Communities. We all belong to lots of them. Groups of people with common interests, similar goals, shared beliefs or even just a comparable post codes. A shared history or struggle. Sporting clubs, choirs. Traditional communities involve a lot of face-to-face contact.
Blogging’s a funny business. It’s relational, despite the fact that many of the corresponders (posters and commenters) are held apart by networks of electrons.
The growth of social networking has brought a wider awareness of a phenomenon that has been there in the background for twenty years through dial up bulletin boards, MUDs and forums.

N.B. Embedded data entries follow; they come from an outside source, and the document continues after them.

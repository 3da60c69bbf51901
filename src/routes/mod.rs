//! Router Module Index
//!
//! Splits the stateful routes by access level. Both groups run behind the session,
//! CSRF and authentication stages; only the `authenticated` group is guarded.

/// Routes open to anonymous visitors.
pub mod public;

/// Routes behind `require_authentication`. Anonymous requests are redirected to the login page.
pub mod authenticated;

Online communities are different from traditional physical groupings in that their members are often to be found typing away in the glow of their monitors. Yet the feeling of relationship and community is still there.

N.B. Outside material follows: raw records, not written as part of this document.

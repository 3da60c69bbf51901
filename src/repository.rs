use std::{str::FromStr, sync::Arc};

use async_trait::async_trait;
use chrono::{DateTime, SubsecRound, TimeDelta, Utc};
use sqlx::{
    SqlitePool,
    sqlite::{SqliteConnectOptions, SqlitePoolOptions},
};
use thiserror::Error;

use crate::{clock::ClockState, models::Snippet, session::SqliteSessionStore};

/// StoreError
///
/// Every way a store call can fail. `NoRecord`, `DuplicateEmail` and `InvalidCredentials`
/// are outcomes callers branch on; the remaining variants are infrastructure failures.
#[derive(Debug, Error)]
pub enum StoreError {
    #[error("no matching record found")]
    NoRecord,

    #[error("duplicate email")]
    DuplicateEmail,

    #[error("invalid credentials")]
    InvalidCredentials,

    #[error("snippet lifetime of {0} days is out of range")]
    InvalidExpiry(i64),

    #[error("database error: {0}")]
    Database(#[from] sqlx::Error),

    #[error("migration error: {0}")]
    Migrate(#[from] sqlx::migrate::MigrateError),

    #[error("password hashing error: {0}")]
    Hash(#[from] bcrypt::BcryptError),

    #[error("blocking task failed: {0}")]
    Task(#[from] tokio::task::JoinError),
}

/// open_db
///
/// Opens the SQLite database named by `database_url`, creating it if needed, and brings
/// the schema, session table included, up to date. Called once at startup; any error aborts the process.
///
/// An in-memory database lives only as long as its connection, so such URLs get a
/// single connection that is never recycled.
pub async fn open_db(database_url: &str) -> Result<SqlitePool, StoreError> {
    let options = SqliteConnectOptions::from_str(database_url)?.create_if_missing(true);

    let pool = if database_url.contains(":memory:") {
        SqlitePoolOptions::new()
            .max_connections(1)
            .min_connections(1)
            .idle_timeout(None)
            .max_lifetime(None)
            .connect_with(options)
            .await?
    } else {
        SqlitePoolOptions::new()
            .max_connections(5)
            .connect_with(options)
            .await?
    };

    sqlx::migrate!("./migrations").run(&pool).await?;
    SqliteSessionStore::new(pool.clone()).migrate().await?;

    Ok(pool)
}

// --- Content Store ---

/// SnippetRepository
///
/// Persistence contract for snippets. Visibility is decided here, not by callers:
/// a snippet whose `expires` is not in the future behaves exactly like one that never existed.
#[async_trait]
pub trait SnippetRepository: Send + Sync {
    /// Stores a snippet that expires `expires_days` from now and returns its id.
    async fn insert(&self, title: &str, content: &str, expires_days: i64) -> Result<i64, StoreError>;
    /// Fails with `StoreError::NoRecord` when the id is unknown or the snippet has expired.
    async fn get(&self, id: i64) -> Result<Snippet, StoreError>;
    /// Up to ten unexpired snippets, newest first.
    async fn latest(&self) -> Result<Vec<Snippet>, StoreError>;
}

pub type SnippetState = Arc<dyn SnippetRepository>;

/// Maximum number of snippets returned by `latest`.
pub const LATEST_LIMIT: i64 = 10;

/// SqliteSnippetRepository
///
/// The `SnippetRepository` backed by the `snippets` table.
pub struct SqliteSnippetRepository {
    pool: SqlitePool,
    clock: ClockState,
}

impl SqliteSnippetRepository {
    pub fn new(pool: SqlitePool, clock: ClockState) -> Self {
        Self { pool, clock }
    }

    fn now(&self) -> DateTime<Utc> {
        self.clock.now().trunc_subsecs(0)
    }
}

#[async_trait]
impl SnippetRepository for SqliteSnippetRepository {
    /// insert
    ///
    /// Both timestamps are derived from the store's clock at write time.
    async fn insert(&self, title: &str, content: &str, expires_days: i64) -> Result<i64, StoreError> {
        let created = self.now();
        let expires = TimeDelta::try_days(expires_days)
            .and_then(|lifetime| created.checked_add_signed(lifetime))
            .ok_or(StoreError::InvalidExpiry(expires_days))?;

        let id = sqlx::query_scalar::<_, i64>(
            r#"
            INSERT INTO snippets (title, content, created, expires)
            VALUES (?, ?, ?, ?)
            RETURNING id
            "#,
        )
        .bind(title)
        .bind(content)
        .bind(created)
        .bind(expires)
        .fetch_one(&self.pool)
        .await
        .map_err(|e| {
            tracing::error!("insert_snippet error: {:?}", e);
            StoreError::from(e)
        })?;

        Ok(id)
    }

    async fn get(&self, id: i64) -> Result<Snippet, StoreError> {
        sqlx::query_as::<_, Snippet>(
            r#"
            SELECT id, title, content, created, expires
            FROM snippets
            WHERE id = ? AND expires > ?
            "#,
        )
        .bind(id)
        .bind(self.now())
        .fetch_optional(&self.pool)
        .await?
        .ok_or(StoreError::NoRecord)
    }

    async fn latest(&self) -> Result<Vec<Snippet>, StoreError> {
        let snippets = sqlx::query_as::<_, Snippet>(
            r#"
            SELECT id, title, content, created, expires
            FROM snippets
            WHERE expires > ?
            ORDER BY id DESC
            LIMIT ?
            "#,
        )
        .bind(self.now())
        .bind(LATEST_LIMIT)
        .fetch_all(&self.pool)
        .await?;

        Ok(snippets)
    }
}

// --- Credential Store ---

/// UserRepository
///
/// Persistence contract for accounts. Plaintext passwords go in, only hashes are stored.
#[async_trait]
pub trait UserRepository: Send + Sync {
    /// Creates an account. Fails with `StoreError::DuplicateEmail` if the email is taken.
    async fn insert(&self, name: &str, email: &str, password: &str) -> Result<(), StoreError>;
    /// Returns the user id when the email and password match. An unknown email and a wrong
    /// password both fail with `StoreError::InvalidCredentials`.
    async fn authenticate(&self, email: &str, password: &str) -> Result<i64, StoreError>;
    async fn exists(&self, id: i64) -> Result<bool, StoreError>;
}

pub type UserState = Arc<dyn UserRepository>;

/// SqliteUserRepository
///
/// The `UserRepository` backed by the `users` table. Hashing and verification run on the
/// blocking thread pool since bcrypt is deliberately slow.
pub struct SqliteUserRepository {
    pool: SqlitePool,
    clock: ClockState,
    cost: u32,
}

impl SqliteUserRepository {
    pub fn new(pool: SqlitePool, clock: ClockState, cost: u32) -> Self {
        Self { pool, clock, cost }
    }
}

#[async_trait]
impl UserRepository for SqliteUserRepository {
    /// insert
    ///
    /// The `users_uc_email` constraint is the only arbiter of uniqueness, so two concurrent
    /// signups for one address cannot both succeed.
    async fn insert(&self, name: &str, email: &str, password: &str) -> Result<(), StoreError> {
        let password = password.to_owned();
        let cost = self.cost;
        let hashed_password = tokio::task::spawn_blocking(move || bcrypt::hash(password, cost)).await??;

        let result = sqlx::query(
            r#"
            INSERT INTO users (name, email, hashed_password, created)
            VALUES (?, ?, ?, ?)
            "#,
        )
        .bind(name)
        .bind(email)
        .bind(hashed_password)
        .bind(self.clock.now().trunc_subsecs(0))
        .execute(&self.pool)
        .await;

        match result {
            Ok(_) => Ok(()),
            Err(sqlx::Error::Database(db_err))
                if db_err.is_unique_violation() && db_err.message().contains("users.email") =>
            {
                Err(StoreError::DuplicateEmail)
            }
            Err(e) => {
                tracing::error!("insert_user error: {:?}", e);
                Err(e.into())
            }
        }
    }

    async fn authenticate(&self, email: &str, password: &str) -> Result<i64, StoreError> {
        let row = sqlx::query_as::<_, (i64, String)>(
            "SELECT id, hashed_password FROM users WHERE email = ?",
        )
        .bind(email)
        .fetch_optional(&self.pool)
        .await?;

        let Some((id, hashed_password)) = row else {
            return Err(StoreError::InvalidCredentials);
        };

        let password = password.to_owned();
        let matched =
            tokio::task::spawn_blocking(move || bcrypt::verify(password, &hashed_password)).await??;

        if matched {
            Ok(id)
        } else {
            Err(StoreError::InvalidCredentials)
        }
    }

    async fn exists(&self, id: i64) -> Result<bool, StoreError> {
        let found = sqlx::query_scalar::<_, i64>("SELECT EXISTS(SELECT 1 FROM users WHERE id = ?)")
            .bind(id)
            .fetch_one(&self.pool)
            .await?;

        Ok(found != 0)
    }
}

- Facebookers track both people that they know (or once knew) in real life, as well as contacts that they’ve only ever “met” online.
- Following interesting strangers is even easier on Twitter.
- Bloggers read and comment in each others blogs, sometimes conducting email side conversations in which they’re a bit more open about their lives and beliefs.
- Status watching on Facebook or Twitter allows you to get a view of other people’s movements and motivations as they go about their daily grind.
And yet the feelings of community become so much stronger when the virtual participation gives rise to a real meeting, when the geeks come out from hiding behind their keyboards and face each other in daylight!
You can talk and listen a lot more in ten minutes physically standing 30 centimetres away from someone that you can 30 milliseconds away at the other end of the internet.
Like that other great religious movement of Manchester United supporters, Christians (are meant to) have something in common before they meet. Hopefully, an even stronger interest and belief than football! There’s a shared understanding, a common heritage that stretches through time to the cross, back to Bethlehem, and on back to Abraham and beyond. (In fact, it’s a heritage tree that most of the world’s religions can trace back into - as we were reminded that Sunday evening.)
Sunday morning was a moment when two communities collided. A blogger meet-up in church! (Three of us in the same pew! And the lightning bolts didn’t come crashing down through Fitzroy’s roof to scorch us.)
It was so good to put a face to a name, to share food, faith, time and conversation with a new friend. To be community. And to do what communities do. To talk about our journeys up to that point, to relax and be a lot more open than any ever is on their blog, to share and to connect. To discover the joys of Farmer Jason (who's now getting a lot of air play in our house.)
Making friends online is good. But it’s hard to beat real life!
1 comment:
Community groups are a fabulous way to communicate, however I find that people allow themselves to be more open about them self or topics they talk on when not face to face with who they debate with or pour their heart out too.